I believe in healthy eating just as much as the next person, especially as I age. But let’s face it: if eating healthier means upping the quantity of vegetables in your diet, it takes some effort. Fresh vegetables have to be purchased, well, fresh. From the store or farmers market. Often. I remember that when I was growing up, my mother complained about making salads because she had to make them fresh each time. These days I have a little trick to combat that woe: I wash and spin a whole head of lettuce, torn and ready to go, then store it in my salad spinner in the fridge, taking out only what I need each evening. It lasts for a few days and alleviates the labor of washing and spinning the lettuce each night. As we add more vegetables to our diet, it’s also important to note that we should be getting as much nutrition out of them as possible in order to maximize the benefits of this diet change. (Not to mention justifying the extra work of keeping them in the house!) I came upon this great article at one of my favorite sites 10 Surprising Ways You Are Making Your Vegetables Less Nutritious and it has some great tips for preparation and storage as well as some interesting facts (canned tomatoes are more nutritious than fresh, say what?!).

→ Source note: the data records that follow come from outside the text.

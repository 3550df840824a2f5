use sqlx::{Pool, Postgres};
use uuid::Uuid;

use crate::db::models::TransactionRow;

/// A ledger entry to record. Rows are immutable once written.
#[derive(Debug)]
pub struct NewTransaction<'a> {
    pub user_id: Uuid,
    pub amount: i64,
    /// One of `credit`, `debit`, `escrow_funding`, `payout`
    pub tx_type: &'a str,
    pub description: String,
    pub job_id: Option<Uuid>,
}

/// Repository for the unified payment ledger
pub struct TransactionRepository;

impl TransactionRepository {
    pub async fn create(
        pool: &Pool<Postgres>,
        tx: &NewTransaction<'_>,
    ) -> Result<TransactionRow, sqlx::Error> {
        sqlx::query_as::<_, TransactionRow>(
            r#"
            INSERT INTO transactions (id, user_id, amount, tx_type, description, job_id)
            VALUES ($1, $2, $3, $4, $5, $6)
            RETURNING *
            "#,
        )
        .bind(Uuid::new_v4())
        .bind(tx.user_id)
        .bind(tx.amount)
        .bind(tx.tx_type)
        .bind(&tx.description)
        .bind(tx.job_id)
        .fetch_one(pool)
        .await
    }

    /// The user's ledger, newest first
    pub async fn list_for_user(
        pool: &Pool<Postgres>,
        user_id: Uuid,
    ) -> Result<Vec<TransactionRow>, sqlx::Error> {
        sqlx::query_as::<_, TransactionRow>(
            "SELECT * FROM transactions WHERE user_id = $1 ORDER BY created_at DESC",
        )
        .bind(user_id)
        .fetch_all(pool)
        .await
    }
}
use actix_web::{
    HttpResponse, get, patch,
    web::{Data, Path, ServiceConfig, scope},
};
use serde::Serialize;
use sqlx::{Pool, Postgres};
use uuid::Uuid;

use crate::api::error::ServiceError;
use crate::auth::AuthUser;
use crate::db::models::NotificationRow;
use crate::db::notification_repository::NotificationRepository;

#[derive(Serialize)]
struct NotificationListResponse {
    results: usize,
    notifications: Vec<NotificationRow>,
}

#[derive(Serialize)]
struct NotificationResponse {
    message: String,
    notification: NotificationRow,
}

#[get("")]
async fn my_notifications(
    pool: Data<Pool<Postgres>>,
    user: AuthUser,
) -> Result<HttpResponse, ServiceError> {
    let notifications = NotificationRepository::list_for_user(&pool, user.id).await?;
    Ok(HttpResponse::Ok().json(NotificationListResponse {
        results: notifications.len(),
        notifications,
    }))
}

/// Mark one of the caller's notifications as read. Scoped to the
/// recipient; someone else's notification reads as not found.
#[patch("/{id}/read")]
async fn mark_read(
    pool: Data<Pool<Postgres>>,
    user: AuthUser,
    path: Path<Uuid>,
) -> Result<HttpResponse, ServiceError> {
    match NotificationRepository::mark_read(&pool, path.into_inner(), user.id).await? {
        Some(notification) => Ok(HttpResponse::Ok().json(NotificationResponse {
            message: "Notification marked as read".to_string(),
            notification,
        })),
        None => Err(ServiceError::NotFound("Notification")),
    }
}

pub fn notification_config(config: &mut ServiceConfig) {
    config.service(
        scope("notifications")
            .service(my_notifications)
            .service(mark_read),
    );
}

Working more vegetables into my home menus has not been easy, since everyone has their favorites as well as those they despise. One easy recipe that everyone seems to enjoy is Garlic Sautéed Spinach. Try adding it to your rotation this week and maybe make one of your dinners meatless, like the entrée on this week’s Menu, Linguine with Green Olive Sauce and Zesty Breadcrumbs, as we all try to move toward healthier options.

Garlic Sautéed Spinach

Slice 1-2 garlic cloves and let sit 10 minutes. Heat 1 tablespoon olive oil in wide, deep skillet or dutch oven over medium heat and add garlic, sautéing until fragrant but not browned. Add 1 pound washed baby spinach leaves, or as much as you can fit into the pan and cover with a lid. After 2 minutes, stir, and add any remaining spinach you could not fit in the pan before. Cover pan again and cook for another minute. Stir, bringing wilted leaves to top. Cover and cook 1 minute more. Remove lid and add 1/2 tsp kosher salt, stirring well. Remove pan from heat. Optional: Add 1/2 tablespoon unsalted butter to pan before placing spinach in serving bowl. This helps cut any bitterness in the spinach.